Wer Softshells einordnen möchte, steckt sie in die Funktionsnische zwischen Fleece und fester Wetterschutzjacke: sie sind viel winddichter als Fleece (wärmer), aber nicht 100%ig wasserdicht wie Wetterschutzjacken, dafür (und das ist entscheidend) deutlich atmungsaktiver.

Materialien
Es gibt ein Grundprinzip: außen ein textiles, abriebfestes Gewebe, innen feuchtigkeitleitender feiner Velours (wahlweise Fleece etc.). Unterschiede finden sich in den Feinheiten des Materials bzw. der Gesamtkonstruktion: die Funktion kann aus dem puren Gewebe resultieren oder aber auf einem Laminat basieren. Laminat-Konstruktionen beinhalten eine Membran (siehe Windstopper Softshell) und sind dadurch idR. wärmer, weil die Körpertemperatur eine weitere Barriere durchqueren muss.

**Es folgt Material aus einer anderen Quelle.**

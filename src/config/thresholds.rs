//! Heuristic thresholds for the scorer and detectors.

/// Line, character and count limits applied by the anti-pattern rules
#[derive(Debug, Clone, Copy, PartialEq, Eq)]
pub struct Thresholds {
    /// Context file length that counts as a monolith
    pub monolith_lines: usize,
    /// Document length that counts as fat
    pub fat_doc_lines: usize,
    /// Minimum context file length before missing links matter
    pub no_docs_min_lines: usize,
    /// Paragraph length that counts as "long" for index_content_leak
    pub long_paragraph_chars: usize,
    /// Paragraph length that can be a philosophy essay
    pub essay_chars: usize,
    /// Fenced code blocks that make an index leak content
    pub code_block_leak: usize,
    /// Long paragraphs that make an index leak content
    pub long_paragraph_leak: usize,
    /// Tree-drawing lines that make a directory dump
    pub directory_dump_lines: usize,
    /// Lint rule references that make a lint dump
    pub lint_dump_matches: usize,
    /// Distinct heading roles that make role mixing
    pub role_categories: usize,
    /// Per-rule emission cap for orphan/fat/broken listings
    pub emission_cap: usize,
}

impl Default for Thresholds {
    fn default() -> Self {
        Self {
            monolith_lines: 300,
            fat_doc_lines: 200,
            no_docs_min_lines: 30,
            long_paragraph_chars: 300,
            essay_chars: 500,
            code_block_leak: 3,
            long_paragraph_leak: 2,
            directory_dump_lines: 5,
            lint_dump_matches: 5,
            role_categories: 3,
            emission_cap: 10,
        }
    }
}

Gore Windstopper Softshell
...ist im winddichten Bereich sicherlich der geläufigste Begriff. Es gibt zahlreiche Varianten, die allesamt wie 3-schichtige Sandwichs aufgebaut sind: (leicht elastischer) Oberstoff, Windstopper Membran und (Netz-)Futter.


----------



## J-CooP (23. November 2004)

masterali schrieb:
			
		

> hier wird glaube ich was verwechselt!!
> 
> Windstopper ist eine winddichte Membran die zu 100 % winddicht ist
> Goretex ist eine wasserdicht aber trotzdem atmungsaktive Membran die aber nicht richtig winddicht ist!!
> ...



Gore Windstopper hat sehr wohl etwas mit Goretex zu tun, denn es ist nichts weiter als eine "gedehnte" Goretex Membran. Durchs dehnen werden die Poren größer, die Atmungsaktivität steigt, aber die Wasserdichtigkeit sinkt.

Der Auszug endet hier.